Durante
la temporada NBA he guardado un respetuoso silencio basado en dos
hechos incontestables: no he podido seguirla con la atención de
otros años y, en relación con la anterior, no tenía nada que
aportar a la visión del aficionado, una visión cada vez más
experta gracias a la ayuda de divulgadores del nivel de Piti Hurtado.
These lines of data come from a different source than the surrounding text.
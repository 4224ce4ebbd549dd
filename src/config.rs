// BP Node: sovereign bitcoin wallet backend.
//
// SPDX-License-Identifier: Apache-2.0
//
// Written in 2020-2025 by
//     Dr Maxim Orlovsky <orlovsky@lnp-bp.org>
//
// Copyright (C) 2020-2024 LNP/BP Standards Association. All rights reserved.
// Copyright (C) 2025 LNP/BP Labs, InDCS, Switzerland. All rights reserved.
// Copyright (C) 2020-2025 Dr Maxim Orlovsky. All rights reserved.
//
// Licensed under the Apache License, Version 2.0 (the "License");
// you may not use this file except in compliance with the License.
// You may obtain a copy of the License at
//
//     http://www.apache.org/licenses/LICENSE-2.0
//
// Unless required by applicable law or agreed to in writing, software
// distributed under the License is distributed on an "AS IS" BASIS,
// WITHOUT WARRANTIES OR CONDITIONS OF ANY KIND, either express or implied.
// See the License for the specific language governing permissions and
// limitations under the License.

//! Final configuration resulting from command-line options, used to drive
//! one [`crate::processor::Processor`] run.

use std::collections::BTreeSet;
use std::fs;
use std::path::{Path, PathBuf};

use amplify::ByteArray;

use crate::address::{Address, ShortAddress, ADDR_LEN};
use crate::error::BuildError;

/// Final configuration for a single build, assembled from the CLI's `Opts`.
#[derive(Clone, Debug)]
pub struct Config {
    /// Directory the three output files and the stats/manifest files land
    /// in.
    pub out_dir: PathBuf,

    /// Filename prefix for the T-DB and the two stats/manifest files; A1
    /// and A2 use the fixed `addr_db.fmt1`/`addr_db.fmt2` stems regardless
    /// of this prefix.
    pub prefix: String,

    /// Explicit T-DB block size override; `None` uses the √N heuristic.
    pub block_size: Option<u64>,

    /// Addresses excluded from A1/A2/the address listing regardless of
    /// their block-set size, on top of the dynamic high-traffic heuristic
    /// `Processor` applies unconditionally.
    pub skip_list: BTreeSet<ShortAddress>,
}

impl Config {
    pub fn new(out_dir: PathBuf, prefix: String) -> Self {
        Self { out_dir, prefix, block_size: None, skip_list: BTreeSet::new() }
    }

    pub fn with_block_size(mut self, block_size: Option<u64>) -> Self {
        self.block_size = block_size;
        self
    }

    pub fn with_skip_list(mut self, skip_list: BTreeSet<ShortAddress>) -> Self {
        self.skip_list = skip_list;
        self
    }
}

/// Reads a newline-delimited skip-list file: one hex-encoded, 35-byte
/// address per line (the same lowercase-hex encoding [`Address`]'s
/// `Display` impl produces), blank lines ignored.
pub fn read_skip_list(path: &Path) -> Result<BTreeSet<ShortAddress>, BuildError> {
    let text = fs::read_to_string(path)?;
    let mut skip_list = BTreeSet::new();
    for line in text.lines() {
        let line = line.trim();
        if line.is_empty() {
            continue;
        }
        skip_list.insert(parse_hex_address(line)?.to_short());
    }
    Ok(skip_list)
}

/// Parses a lowercase- or uppercase-hex-encoded [`Address`].
pub fn parse_hex_address(hex: &str) -> Result<Address, BuildError> {
    if hex.len() != ADDR_LEN * 2 {
        return Err(crate::error::InputError::AddressLength {
            line: 0,
            index: 0,
            found: hex.len() / 2,
            expected: ADDR_LEN,
        }
        .into());
    }
    let mut bytes = [0u8; ADDR_LEN];
    for (i, byte) in bytes.iter_mut().enumerate() {
        *byte = u8::from_str_radix(&hex[i * 2..i * 2 + 2], 16)
            .map_err(|_| crate::error::InputError::UnexpectedEof("a hex-encoded skip-list address"))?;
    }
    Ok(Address::from_byte_array(bytes))
}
Algo parecido me sucede tras haber asistido a unas finales de
relumbrón, un evento que ha citado en la misma pista a los dos
jugadores más relevantes de la década junto a los dos bases mejor
dotados técnicamente (en conjunto) de la historia del baloncesto.
Pero
la NBA tiene un problema, o eso me parece a mí. La coincidencia en
el tiempo de la ampliación de los límites salariales y la cultura
del “si no puedes con tu enemigo, únete a él” ha generado dos
“trusts” en Cleveland y San Francisco que se saltan todas las
leyes de la competencia e invalidan el equilibrio que propicia el
sistema de draft. La NBA tiene un amplio arsenal de talento a
disposición de las franquicias, pero el más despampanante se
concentra en solo dos. Esto ha conducido a unos playoff claramente
aburridos, a una liga a la escocesa que no ha dejado margen a las
“Cincerella stories”.
Ahora
bien, si en el choque de trenes en que se convirtió la final ganaron
los Warriors fue por la dosis extra de talento, sí, por la mayor
profundidad de banquillo, claro, pero especialmente por estar mucho
más rodados tácticamente, especialmente en defensa. Más rodados y
más implicados. Más responsabilizados de que no hubiera tiros
abiertos, canastas debajo del aro o en transición. Se demuestra una
vez más que los tipos de traje en el banquillo tienen mucho que ver
en el juego de sus equipos, también en la gestión de los egos. Si
en los Cavaliers todo pasa por Lebron, por las caras que pone, por su
lenguaje corporal; en los Warriors todo pasa por Kerr, un entrenador
que ha hecho de la modestia y un liderazgo tranquilo e inteligente
las bases de su carisma.
Estas
finales han puesto a prueba también la resistencia de los
nostálgicos, su capacidad para no pulsar el botón rojo de los
mandos de su televisor. La ausencia de interiores de verdad,
canalizadores del juego ofensivo de sus equipos, el ritmo
desenfrenado, alocado que dirían mis amigos noventeros, y el abuso
del triple, aunque amparado por la estadística, les lleva a proponer
medidas reglamentarias que limiten el circo en que se ha convertido
este deporte tan serio. No sé, quizá pueda alejarse la línea o
elevarse la canasta, pero la tendencia es imparable. La polivalencia,
la capacidad de jugar a 105-110 posesiones por partido, la precisión
para ejecutar acciones a este ritmo y el tiro exterior como amenaza
habilitadora de espacios, son las cualidades que necesita todo
jugador de élite, mida 1,80 o 2,21, para disputar unas finales de la
NBA.
Si
Boston no lo remedia dando buen uso a la primera elección del
próximo draft, si Houston no acompaña y adapta el talento de Harden
hacia el logro colectivo o si San Antonio no rodea mejor a Kawhi
Leonard, apuesten por una cuarta entrega de las finales, por la
consolidación de una rivalidad que, si bien puede equipararse en
números a la de Celtics y Lakers en los 80 nada tiene que ver, en
cambio, en cuanto a la pasión desplegada o el “odio” deportivo
que se profesaban unos y otros. Nuevos tiempos.